TASK STATEMENT> Send back the whole listing untouched.

SUPPLIED ENTRIES>
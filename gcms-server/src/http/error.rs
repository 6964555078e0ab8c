//! API error types with IntoResponse
//!
//! Every failure becomes a `{ "success": false, "error": ... }` body. Server
//! errors are rendered generically here; the raw message travels in an
//! [`ErrorDetail`] response extension, and [`disclose_errors`] swaps it into
//! the body outside production.

use std::any::Any;

use axum::extract::{Request, State};
use axum::http::StatusCode;
use axum::middleware::Next;
use axum::response::{IntoResponse, Response};
use axum::Json;
use gcms_db::DbError;
use serde_json::json;

use crate::config::Environment;

const GENERIC_MESSAGE: &str = "Internal server error";

/// API error type with automatic HTTP status mapping
#[derive(Debug)]
pub enum ApiError {
    /// Malformed or incomplete request (400)
    BadRequest { message: String },

    /// Login failed (401)
    InvalidCredentials,

    /// Unknown route (404)
    NotFound,

    /// Database failure (500, or 503 when no connection is available)
    Database(DbError),

    /// Internal error (500)
    Internal { message: String },
}

impl ApiError {
    pub fn bad_request(message: impl Into<String>) -> Self {
        Self::BadRequest {
            message: message.into(),
        }
    }

    pub fn status(&self) -> StatusCode {
        match self {
            Self::BadRequest { .. } => StatusCode::BAD_REQUEST,
            Self::InvalidCredentials => StatusCode::UNAUTHORIZED,
            Self::NotFound => StatusCode::NOT_FOUND,
            Self::Database(DbError::AcquisitionTimeout { .. } | DbError::PoolClosed) => {
                StatusCode::SERVICE_UNAVAILABLE
            }
            Self::Database(_) | Self::Internal { .. } => StatusCode::INTERNAL_SERVER_ERROR,
        }
    }
}

/// Raw failure text kept out of the default response body
#[derive(Debug, Clone)]
pub struct ErrorDetail {
    pub message: String,
    pub detail: Option<String>,
}

impl IntoResponse for ApiError {
    fn into_response(self) -> Response {
        let status = self.status();
        let client_error = |message: &str| {
            (status, Json(json!({ "success": false, "error": message }))).into_response()
        };

        match self {
            Self::BadRequest { message } => client_error(&message),
            Self::InvalidCredentials => client_error("Invalid credentials"),
            Self::NotFound => client_error("Route not found"),
            Self::Database(err) => {
                tracing::error!(error = %err, code = ?err.code(), "database error");
                let detail = match &err {
                    DbError::Provisioning { detail, .. } => Some(
                        detail
                            .clone()
                            .unwrap_or_else(|| "No additional details".to_owned()),
                    ),
                    other => other.detail().map(str::to_owned),
                };
                server_error(
                    status,
                    ErrorDetail {
                        message: err.message(),
                        detail,
                    },
                )
            }
            Self::Internal { message } => {
                tracing::error!(%message, "internal error");
                server_error(
                    status,
                    ErrorDetail {
                        message,
                        detail: None,
                    },
                )
            }
        }
    }
}

fn server_error(status: StatusCode, detail: ErrorDetail) -> Response {
    let mut response = (
        status,
        Json(json!({ "success": false, "error": GENERIC_MESSAGE })),
    )
        .into_response();
    response.extensions_mut().insert(detail);
    response
}

impl From<DbError> for ApiError {
    fn from(e: DbError) -> Self {
        Self::Database(e)
    }
}

/// Middleware: in development, replace generic 500 bodies with the raw
/// message and detail. Production responses are left untouched.
pub async fn disclose_errors(
    State(environment): State<Environment>,
    request: Request,
    next: Next,
) -> Response {
    let mut response = next.run(request).await;
    let Some(detail) = response.extensions_mut().remove::<ErrorDetail>() else {
        return response;
    };
    if environment.is_production() {
        return response;
    }

    let mut body = json!({ "success": false, "error": detail.message });
    if let Some(extra) = detail.detail {
        body["detail"] = extra.into();
    }
    (response.status(), Json(body)).into_response()
}

/// Panic hook for `CatchPanicLayer`: same envelope as any other 500.
pub fn handle_panic(err: Box<dyn Any + Send + 'static>) -> Response {
    let message = err
        .downcast_ref::<String>()
        .map(String::as_str)
        .or_else(|| err.downcast_ref::<&str>().copied())
        .unwrap_or("unknown panic");
    tracing::error!(panic = message, "request handler panicked");

    (
        StatusCode::INTERNAL_SERVER_ERROR,
        Json(json!({ "success": false, "error": GENERIC_MESSAGE })),
    )
        .into_response()
}

/// Fallback for unmatched routes
pub async fn not_found() -> ApiError {
    ApiError::NotFound
}
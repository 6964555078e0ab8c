//! Driver seam between the pool and a concrete database
//!
//! The pool only ever sees these two traits; [`crate::postgres`] implements
//! them over sqlx, [`crate::testing`] over in-memory fakes.

use async_trait::async_trait;

use crate::error::Result;
use crate::value::{Row, SqlValue};

/// An open, authenticated channel to the database
#[async_trait]
pub trait Connection: Send {
    /// Run one statement with positional parameters
    async fn query(&mut self, sql: &str, params: &[SqlValue]) -> Result<Vec<Row>>;

    /// Cheap liveness round-trip
    async fn ping(&mut self) -> Result<()>;

    /// True once the connection has seen a connection-level fault and must
    /// not be handed out again
    fn is_broken(&self) -> bool;

    /// Close gracefully
    async fn close(self: Box<Self>);
}

/// Opens new connections for the pool
#[async_trait]
pub trait Connector: Send + Sync + 'static {
    async fn connect(&self) -> Result<Box<dyn Connection>>;
}
//! HTTP server command

use std::net::IpAddr;

use anyhow::{Context, Result};
use clap::Parser;
use gcms_server::{build_pool, run_server};

use super::{load_config, DatabaseArgs};

/// Arguments for the serve command
#[derive(Parser, Debug)]
pub struct ServeArgs {
    /// Port to listen on (default: 5001)
    #[arg(long, short = 'p', env = "PORT")]
    pub port: Option<u16>,

    /// Address to bind to (default: 0.0.0.0 in production, 127.0.0.1 otherwise)
    #[arg(long, env = "GCMS_HOST")]
    pub host: Option<IpAddr>,

    #[command(flatten)]
    pub db: DatabaseArgs,
}

/// Run the HTTP server until Ctrl+C or SIGTERM
pub async fn run_serve(args: ServeArgs) -> Result<()> {
    let config = load_config(&[
        ("PORT", args.port.map(|p| p.to_string())),
        ("GCMS_HOST", args.host.map(|h| h.to_string())),
        ("DATABASE_URL", args.db.database_url),
    ])?;

    tracing::info!(environment = config.environment.as_str(), "starting gcms server");

    let pool = build_pool(&config.database).context("Failed to configure database pool")?;

    run_server(pool, config)
        .await
        .context("Server error")?;

    Ok(())
}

EXERCISE RESULT>
filename gcms-server/src/http/error.rs
repository 6964555078e0ab8c
//! API error types with IntoResponse
//!
//! Every failure becomes a `{ "success": false, "error": ... }` body. Server
//! errors are rendered generically here; the raw message travels in an
//! [`ErrorDetail`] response extension, and [`disclose_errors`] swaps it into
//! the body outside production.

use std::any::Any;

use axum::extract::{Request, State};
use axum::http::StatusCode;
use axum::middleware::Next;
use axum::response::{IntoResponse, Response};
use axum::Json;
use gcms_db::DbError;
use serde_json::json;

use crate::config::Environment;

const GENERIC_MESSAGE: &str = "Internal server error";

/// API error type with automatic HTTP status mapping
#[derive(Debug)]
pub enum ApiError {
    /// Malformed or incomplete request (400)
    BadRequest { message: String },

    /// Login failed (401)
    InvalidCredentials,

    /// Unknown route (404)
    NotFound,

    /// Database failure (500, or 503 when no connection is available)
    Database(DbError),

    /// Internal error (500)
    Internal { message: String },
}

impl ApiError {
    pub fn bad_request(message: impl Into<String>) -> Self {
        Self::BadRequest {
            message: message.into(),
        }
    }

    pub fn status(&self) -> StatusCode {
        match self {
            Self::BadRequest { .. } => StatusCode::BAD_REQUEST,
            Self::InvalidCredentials => StatusCode::UNAUTHORIZED,
            Self::NotFound => StatusCode::NOT_FOUND,
            Self::Database(DbError::AcquisitionTimeout { .. } | DbError::PoolClosed) => {
                StatusCode::SERVICE_UNAVAILABLE
            }
            Self::Database(_) | Self::Internal { .. } => StatusCode::INTERNAL_SERVER_ERROR,
        }
    }
}

/// Raw failure text kept out of the default response body
#[derive(Debug, Clone)]
pub struct ErrorDetail {
    pub message: String,
    pub detail: Option<String>,
}

impl IntoResponse for ApiError {
    fn into_response(self) -> Response {
        let status = self.status();
        let client_error = |message: &str| {
            (status, Json(json!({ "success": false, "error": message }))).into_response()
        };

        match self {
            Self::BadRequest { message } => client_error(&message),
            Self::InvalidCredentials => client_error("Invalid credentials"),
            Self::NotFound => client_error("Route not found"),
            Self::Database(err) => {
                tracing::error!(error = %err, code = ?err.code(), "database error");
                let detail = match &err {
                    DbError::Provisioning { detail, .. } => Some(
                        detail
                            .clone()
                            .unwrap_or_else(|| "No additional details".to_owned()),
                    ),
                    other => other.detail().map(str::to_owned),
                };
                server_error(
                    status,
                    ErrorDetail {
                        message: err.message(),
                        detail,
                    },
                )
            }
            Self::Internal { message } => {
                tracing::error!(%message, "internal error");
                server_error(
                    status,
                    ErrorDetail {
                        message,
                        detail: None,
                    },
                )
            }
        }
    }
}

fn server_error(status: StatusCode, detail: ErrorDetail) -> Response {
    let mut response = (
        status,
        Json(json!({ "success": false, "error": GENERIC_MESSAGE })),
    )
        .into_response();
    response.extensions_mut().insert(detail);
    response
}

impl From<DbError> for ApiError {
    fn from(e: DbError) -> Self {
        Self::Database(e)
    }
}

/// Middleware: in development, replace generic 500 bodies with the raw
/// message and detail. Production responses are left untouched.
pub async fn disclose_errors(
    State(environment): State<Environment>,
    request: Request,
    next: Next,
) -> Response {
    let mut response = next.run(request).await;
    let Some(detail) = response.extensions_mut().remove::<ErrorDetail>() else {
        return response;
    };
    if environment.is_production() {
        return response;
    }

    let mut body = json!({ "success": false, "error": detail.message });
    if let Some(extra) = detail.detail {
        body["detail"] = extra.into();
    }
    (response.status(), Json(body)).into_response()
}

/// Panic hook for `CatchPanicLayer`: same envelope as any other 500.
pub fn handle_panic(err: Box<dyn Any + Send + 'static>) -> Response {
    let message = err
        .downcast_ref::<String>()
        .map(String::as_str)
        .or_else(|| err.downcast_ref::<&str>().copied())
        .unwrap_or("unknown panic");
    tracing::error!(panic = message, "request handler panicked");

    (
        StatusCode::INTERNAL_SERVER_ERROR,
        Json(json!({ "success": false, "error": GENERIC_MESSAGE })),
    )
        .into_response()
}

/// Fallback for unmatched routes
pub async fn not_found() -> ApiError {
    ApiError::NotFound
}
repository 6964555078e0ab8c
//! Driver seam between the pool and a concrete database
//!
//! The pool only ever sees these two traits; [`crate::postgres`] implements
//! them over sqlx, [`crate::testing`] over in-memory fakes.

use async_trait::async_trait;

use crate::error::Result;
use crate::value::{Row, SqlValue};

/// An open, authenticated channel to the database
#[async_trait]
pub trait Connection: Send {
    /// Run one statement with positional parameters
    async fn query(&mut self, sql: &str, params: &[SqlValue]) -> Result<Vec<Row>>;

    /// Cheap liveness round-trip
    async fn ping(&mut self) -> Result<()>;

    /// True once the connection has seen a connection-level fault and must
    /// not be handed out again
    fn is_broken(&self) -> bool;

    /// Close gracefully
    async fn close(self: Box<Self>);
}

/// Opens new connections for the pool
#[async_trait]
pub trait Connector: Send + Sync + 'static {
    async fn connect(&self) -> Result<Box<dyn Connection>>;
}
//! HTTP server command

use std::net::IpAddr;

use anyhow::{Context, Result};
use clap::Parser;
use gcms_server::{build_pool, run_server};

use super::{load_config, DatabaseArgs};

/// Arguments for the serve command
#[derive(Parser, Debug)]
pub struct ServeArgs {
    /// Port to listen on (default: 5001)
    #[arg(long, short = 'p', env = "PORT")]
    pub port: Option<u16>,

    /// Address to bind to (default: 0.0.0.0 in production, 127.0.0.1 otherwise)
    #[arg(long, env = "GCMS_HOST")]
    pub host: Option<IpAddr>,

    #[command(flatten)]
    pub db: DatabaseArgs,
}

/// Run the HTTP server until Ctrl+C or SIGTERM
pub async fn run_serve(args: ServeArgs) -> Result<()> {
    let config = load_config(&[
        ("PORT", args.port.map(|p| p.to_string())),
        ("GCMS_HOST", args.host.map(|h| h.to_string())),
        ("DATABASE_URL", args.db.database_url),
    ])?;

    tracing::info!(environment = config.environment.as_str(), "starting gcms server");

    let pool = build_pool(&config.database).context("Failed to configure database pool")?;

    run_server(pool, config)
        .await
        .context("Server error")?;

    Ok(())
}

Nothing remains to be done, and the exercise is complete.